Years ago, a UMN Center for Transportation Studies report, Economic Impacts of Transitways, Part 1: The Hiawatha Light Rail Line," made the point that the best return on investment for transit spending was on intensifying on the core.  

But most systems that are expanding tend to have a more suburban agenda, because of politicians, and pressure to receive the same kinds of resources as the "big, bad city."  

This is a big issue with the Frontrunner rail service in the Wasatch Front.  It keeps getting extended to new urban development spots amidst the sprawl, rather than focusing on extensions to significant places, like Logan, the home to Utah State University, and intensifications in the Salt Lake Metropolitan Area (I think there should be an underground of I-80 rail line to Park City, and one under I-215 to the University of Utah campus, in particular the research park.)

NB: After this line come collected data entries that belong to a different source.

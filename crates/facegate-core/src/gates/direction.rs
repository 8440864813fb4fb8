use std::time::Duration;

use tracing::{debug, info, warn};

use crate::capture::FrameSource;
use crate::detector::{DetectOptions, LandmarkDetector, Landmarks};
use crate::errors::AppResult;
use crate::guard::{Backoff, StageGuard};
use crate::prompt::{Prompt, Prompter, Side};
use crate::session::{DirectionState, SessionState};

use super::poll_once;

/// Head-turn check. A side counts as seen once its eye-to-jaw distance
/// drops below `threshold`.
#[derive(Debug, Clone, Copy, PartialEq)]
pub struct DirectionGate {
    threshold: f64,
    poll_interval: Duration,
    backoff: Backoff,
}

impl Default for DirectionGate {
    fn default() -> Self {
        Self::new(40.0, Duration::from_millis(100), Backoff::default())
    }
}

impl DirectionGate {
    pub fn new(threshold: f64, poll_interval: Duration, backoff: Backoff) -> Self {
        Self {
            threshold,
            poll_interval,
            backoff,
        }
    }

    pub fn threshold(&self) -> f64 {
        self.threshold
    }

    /// Applies one poll's landmarks. Left is tried first and at most one flag
    /// flips per call; flags never go back to false.
    pub fn check_direction(&self, landmarks: &Landmarks, state: &mut DirectionState) -> DirectionState {
        if landmarks.left_distance() < self.threshold && !state.left() {
            state.mark_left();
        } else if landmarks.right_distance() < self.threshold && !state.right() {
            state.mark_right();
        }
        *state
    }

    pub async fn run(
        &self,
        frames: &mut dyn FrameSource,
        detector: &mut dyn LandmarkDetector,
        session: &mut SessionState,
        prompter: &mut dyn Prompter,
        guard: &StageGuard,
    ) -> AppResult<DirectionState> {
        info!(threshold = self.threshold, "direction gate started");
        if !session.direction().left() {
            prompter.show(&Prompt::LookLeft);
        } else if !session.direction().right() {
            prompter.show(&Prompt::LookRight);
        }

        let mut attempt: u64 = 0;
        let mut misses: u32 = 0;
        while !session.direction().is_complete() {
            attempt += 1;
            let detection = poll_once(frames, detector, DetectOptions::landmarks(), guard).await?;
            let Some(landmarks) = detection.and_then(|detection| detection.landmarks) else {
                misses = misses.saturating_add(1);
                let delay = self.backoff.delay_for_attempt(misses);
                warn!(attempt, misses, delay_ms = delay.as_millis() as u64, "no face detected");
                guard.sleep(delay).await?;
                continue;
            };
            misses = 0;

            let before = session.direction();
            let after = self.check_direction(&landmarks, session.direction_mut());
            debug!(
                attempt,
                left_dist = landmarks.left_distance(),
                right_dist = landmarks.right_distance(),
                left = after.left(),
                right = after.right(),
                "direction poll"
            );

            if after.left() && !before.left() {
                info!(side = %Side::Left, attempt, "direction detected");
                prompter.show(&Prompt::DirectionDetected { side: Side::Left });
                if !after.right() {
                    prompter.show(&Prompt::LookRight);
                }
            } else if after.right() && !before.right() {
                info!(side = %Side::Right, attempt, "direction detected");
                prompter.show(&Prompt::DirectionDetected { side: Side::Right });
                if !after.left() {
                    prompter.show(&Prompt::LookLeft);
                }
            }

            if !after.is_complete() {
                guard.sleep(self.poll_interval).await?;
            }
        }

        prompter.show(&Prompt::DirectionsComplete);
        info!(attempts = attempt, "both directions detected");
        Ok(session.direction())
    }
}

Seattle mayor Bruce Harrell held a press conference on the issue in the Puget Sound region ("Mayor Harrell: Don’t backtrack on Ballard, West Seattle light rail," Seattle Times).  And he said:

“We must deliver in the densest communities with the greatest ridership,” Harrell declared, in support of the two city extensions. “It’s almost Econ 101. Go where the action is, go where the jobs are.”

Image of NoMa by Skyline Scenes.

I'm not sure I fully understood this until 2004, when the Metrorail system in DC opened its first infill station, the New York Avenue/NoMa station ("NoMa: The Neighborhood That Transit Built," Urban Land Magazine, 2004-2014 10 Years and Growing Success Built on Transit).  

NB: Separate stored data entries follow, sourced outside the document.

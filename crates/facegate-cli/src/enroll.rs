use std::path::PathBuf;

use facegate_core::artifact::{write_artifact, EnrollmentArtifact};
use facegate_core::capture::FrameSource;
use facegate_core::detector::{LandmarkDetector, ModelsReady};
use facegate_core::guard::cancel_channel;
use facegate_core::pipeline::{Collaborators, PipelineController};
use facegate_core::prompt::Prompter;
use facegate_core::selection::SelectionInput;
use tokio::sync::watch;
use tracing::{info, warn};

use crate::cli::{EnrollArgs, OutputMode};
use crate::config::{load_enroll_settings, EnrollSettings};
use crate::errors::AppResult;
use crate::terminal::{LineSelectionInput, TerminalPrompter};

#[derive(Debug, Clone)]
pub struct EnrollOutcome {
    pub artifact: EnrollmentArtifact,
    pub output_path: Option<PathBuf>,
    pub capture_dir: PathBuf,
}

/// Interactive collaborators wired to the terminal.
pub struct TerminalIo {
    pub input: Box<dyn SelectionInput>,
    pub prompter: Box<dyn Prompter>,
}

impl TerminalIo {
    pub fn new(settings: &EnrollSettings, mode: OutputMode) -> Self {
        let prompter = TerminalPrompter::new(mode, &settings.capture_dir);
        let input = LineSelectionInput::stdin(mode, prompter.index());
        Self {
            input: Box::new(input),
            prompter: Box::new(prompter),
        }
    }
}

pub fn run_enroll(args: &EnrollArgs, mode: OutputMode) -> AppResult<EnrollOutcome> {
    let settings = load_enroll_settings(args)?;
    let runtime = tokio::runtime::Builder::new_current_thread()
        .enable_all()
        .build()?;

    runtime.block_on(async {
        let frames = open_frames(&settings)?;
        let (detector, models) = load_detector(&settings).await?;
        let io = TerminalIo::new(&settings, mode);
        let collaborators = Collaborators {
            frames,
            detector,
            input: io.input,
            prompter: io.prompter,
        };

        let (cancel_tx, cancel_rx) = cancel_channel();
        let interrupt = tokio::spawn(async move {
            if tokio::signal::ctrl_c().await.is_ok() {
                warn!("interrupt received; cancelling enrollment");
                let _ = cancel_tx.send(true);
            }
        });
        let outcome = run_enroll_with(&settings, collaborators, models, cancel_rx).await;
        interrupt.abort();
        outcome
    })
}

/// Runs one session and persists the artifact when an output path is set.
pub async fn run_enroll_with(
    settings: &EnrollSettings,
    collaborators: Collaborators,
    models: ModelsReady,
    cancel: watch::Receiver<bool>,
) -> AppResult<EnrollOutcome> {
    let mut controller = PipelineController::new(settings.pipeline.clone(), collaborators, models)?
        .with_cancel(cancel);
    let artifact = controller.run().await?;

    if let Some(path) = &settings.output {
        write_artifact(&artifact, path)?;
        info!(path = %path.display(), "wrote enrollment artifact");
    }

    Ok(EnrollOutcome {
        artifact,
        output_path: settings.output.clone(),
        capture_dir: settings.capture_dir.clone(),
    })
}

#[cfg(feature = "camera")]
fn open_frames(settings: &EnrollSettings) -> AppResult<Box<dyn FrameSource>> {
    use facegate_core::capture::{check_device, CaptureConfig, DeviceLocator, V4lFrameSource};

    let device = DeviceLocator::from_option(Some(settings.device.clone()));
    check_device(&device)?;
    Ok(Box::new(V4lFrameSource::new(CaptureConfig {
        device,
        pixel_format: settings.pixel_format.clone(),
        warmup_frames: settings.warmup_frames,
    })))
}

#[cfg(not(feature = "camera"))]
fn open_frames(_settings: &EnrollSettings) -> AppResult<Box<dyn FrameSource>> {
    Err(facegate_core::errors::AppError::BackendUnavailable {
        backend: "camera",
        feature: "camera",
    })
}

#[cfg(feature = "dlib")]
async fn load_detector(
    settings: &EnrollSettings,
) -> AppResult<(Box<dyn LandmarkDetector>, ModelsReady)> {
    use facegate_core::detector::initialise_models;
    use facegate_core::dlib::{DlibDetector, ModelPaths};

    let paths = ModelPaths::resolve(
        settings.landmark_model.as_deref(),
        settings.encoder_model.as_deref(),
    )?;
    let mut detector = DlibDetector::new(paths, settings.jitters);
    let models = initialise_models(&mut detector).await?;
    Ok((Box::new(detector), models))
}

#[cfg(not(feature = "dlib"))]
async fn load_detector(
    _settings: &EnrollSettings,
) -> AppResult<(Box<dyn LandmarkDetector>, ModelsReady)> {
    Err(facegate_core::errors::AppError::BackendUnavailable {
        backend: "dlib face model",
        feature: "dlib",
    })
}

It's a textbook example of this, what a former director of the Metrorail system called "developer oriented transit."

But it was already a great location, just north of Union Station, still in the core of the city.  My lesson was "transit investment when done right, is the urban revitalization intervention with the fastest return on investment."

Graphic from a 2006 Washington Post article.

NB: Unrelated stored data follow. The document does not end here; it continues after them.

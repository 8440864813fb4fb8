use image::RgbImage;
use tracing::{debug, info};

use crate::detector::{DetectOptions, Embedding, LandmarkDetector};
use crate::errors::{AppError, AppResult};
use crate::guard::StageGuard;
use crate::selection::SelectedPair;

/// Computes identity descriptors for a confirmed pair. Either both come
/// back or neither does.
#[derive(Debug, Clone, Copy, Default)]
pub struct EmbeddingExtractor;

impl EmbeddingExtractor {
    pub async fn extract(
        &self,
        detector: &mut dyn LandmarkDetector,
        pair: &SelectedPair,
        guard: &StageGuard,
    ) -> AppResult<[Embedding; 2]> {
        let [first, second] = pair.images();
        let a = self.describe(detector, first.id(), first.image(), guard).await?;
        let b = self.describe(detector, second.id(), second.image(), guard).await?;
        let embeddings = [a, b];

        validate_pair(&embeddings).map_err(|message| AppError::EmbeddingExtraction {
            image_id: format!("{}+{}", first.id(), second.id()),
            message,
        })?;
        info!(
            first = first.id(),
            second = second.id(),
            dimensions = embeddings[0].len(),
            "embeddings extracted"
        );
        Ok(embeddings)
    }

    async fn describe(
        &self,
        detector: &mut dyn LandmarkDetector,
        image_id: &str,
        image: &RgbImage,
        guard: &StageGuard,
    ) -> AppResult<Embedding> {
        debug!(image_id, "computing descriptor");
        let detection = guard
            .run(detector.detect(image, DetectOptions::descriptor()))
            .await??;
        let Some(detection) = detection else {
            return Err(extraction_error(image_id, "no face detected"));
        };
        detection
            .embedding
            .ok_or_else(|| extraction_error(image_id, "detector returned no descriptor"))
    }
}

fn extraction_error(image_id: &str, message: &str) -> AppError {
    AppError::EmbeddingExtraction {
        image_id: image_id.to_string(),
        message: message.to_string(),
    }
}

/// Both vectors must share one non-zero length and carry signal.
pub fn validate_pair(embeddings: &[Embedding; 2]) -> Result<(), String> {
    let [a, b] = embeddings;
    if a.is_empty() || b.is_empty() {
        return Err("embedding has no dimensions".into());
    }
    if a.len() != b.len() {
        return Err(format!(
            "embedding lengths differ ({} vs {})",
            a.len(),
            b.len()
        ));
    }
    for embedding in embeddings {
        if embedding.as_slice().iter().any(|value| !value.is_finite()) {
            return Err("embedding contains non-finite values".into());
        }
        if embedding.magnitude() == 0.0 {
            return Err("embedding has zero magnitude".into());
        }
    }
    Ok(())
}

#[cfg(test)]
mod tests {
    use super::*;
    use crate::capture::Frame;
    use crate::detector::Expression;
    use crate::selection::{confirm, toggle};
    use crate::session::{CapturedImage, SessionState, Stage};
    use crate::testing::{frame_marker, ScriptedDetector};
    use image::Rgb;

    fn pair() -> SelectedPair {
        let mut session = SessionState::new();
        session.append_captures(
            (0..3)
                .map(|i| {
                    let frame = Frame::new(RgbImage::from_pixel(2, 2, Rgb([10 + i as u8; 3])));
                    CapturedImage::new(Expression::Neutral, i, frame)
                })
                .collect(),
        );
        toggle(&mut session, "neutral_2").unwrap();
        toggle(&mut session, "neutral_0").unwrap();
        confirm(&session).unwrap()
    }

    #[tokio::test]
    async fn embeddings_follow_pair_order() {
        let pair = pair();
        let mut detector = ScriptedDetector::new()
            .then_embedding(vec![1.0, 0.0])
            .then_embedding(vec![0.0, 1.0]);
        let calls = detector.calls();
        let guard = StageGuard::unbounded(Stage::Extraction);

        let embeddings = EmbeddingExtractor
            .extract(&mut detector, &pair, &guard)
            .await
            .unwrap();

        assert_eq!(embeddings[0].as_slice(), &[1.0, 0.0]);
        assert_eq!(embeddings[1].as_slice(), &[0.0, 1.0]);
        let calls = calls.lock().unwrap();
        let markers: Vec<u8> = calls.iter().map(|call| call.marker).collect();
        assert_eq!(markers, vec![frame_marker(pair.images()[0].image()), 12]);
        assert!(calls.iter().all(|call| call.options == DetectOptions::descriptor()));
    }

    #[tokio::test]
    async fn missing_face_on_second_image_yields_nothing() {
        let pair = pair();
        let mut detector = ScriptedDetector::new()
            .then_embedding(vec![1.0, 0.0])
            .then_no_face();
        let guard = StageGuard::unbounded(Stage::Extraction);

        let err = EmbeddingExtractor
            .extract(&mut detector, &pair, &guard)
            .await
            .unwrap_err();
        match err {
            AppError::EmbeddingExtraction { image_id, .. } => assert_eq!(image_id, "neutral_2"),
            other => panic!("unexpected error: {other:?}"),
        }
    }

    #[tokio::test]
    async fn missing_face_on_first_image_skips_second() {
        let pair = pair();
        let mut detector = ScriptedDetector::new()
            .then_no_face()
            .then_embedding(vec![1.0, 0.0]);
        let guard = StageGuard::unbounded(Stage::Extraction);

        assert!(EmbeddingExtractor
            .extract(&mut detector, &pair, &guard)
            .await
            .is_err());
        assert_eq!(detector.remaining(), 1);
    }

    #[tokio::test]
    async fn mismatched_lengths_are_rejected() {
        let pair = pair();
        let mut detector = ScriptedDetector::new()
            .then_embedding(vec![1.0, 0.0])
            .then_embedding(vec![1.0, 0.0, 0.5]);
        let guard = StageGuard::unbounded(Stage::Extraction);

        let err = EmbeddingExtractor
            .extract(&mut detector, &pair, &guard)
            .await
            .unwrap_err();
        assert!(matches!(err, AppError::EmbeddingExtraction { message, .. } if message.contains("lengths differ")));
    }

    #[test]
    fn zero_vectors_fail_validation() {
        let pair = [Embedding::new(vec![0.0, 0.0]), Embedding::new(vec![1.0, 0.0])];
        assert!(validate_pair(&pair).unwrap_err().contains("zero magnitude"));
        let pair = [Embedding::new(vec![]), Embedding::new(vec![])];
        assert!(validate_pair(&pair).is_err());
    }
}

One unintended consequence was that it made the north part of the H Street neighborhood more accessible to transit, leading to residential in-migration of higher income residents.

This in-migration helped the provision of retail and entertainment amenities in the area, such as a Whole Foods supermarket and an amazing independent bookshop, although the nighttime economy of H Street NE has suffered partly because of competition from other nearby districts, and the loss of ride hailing subsidies by venture capital.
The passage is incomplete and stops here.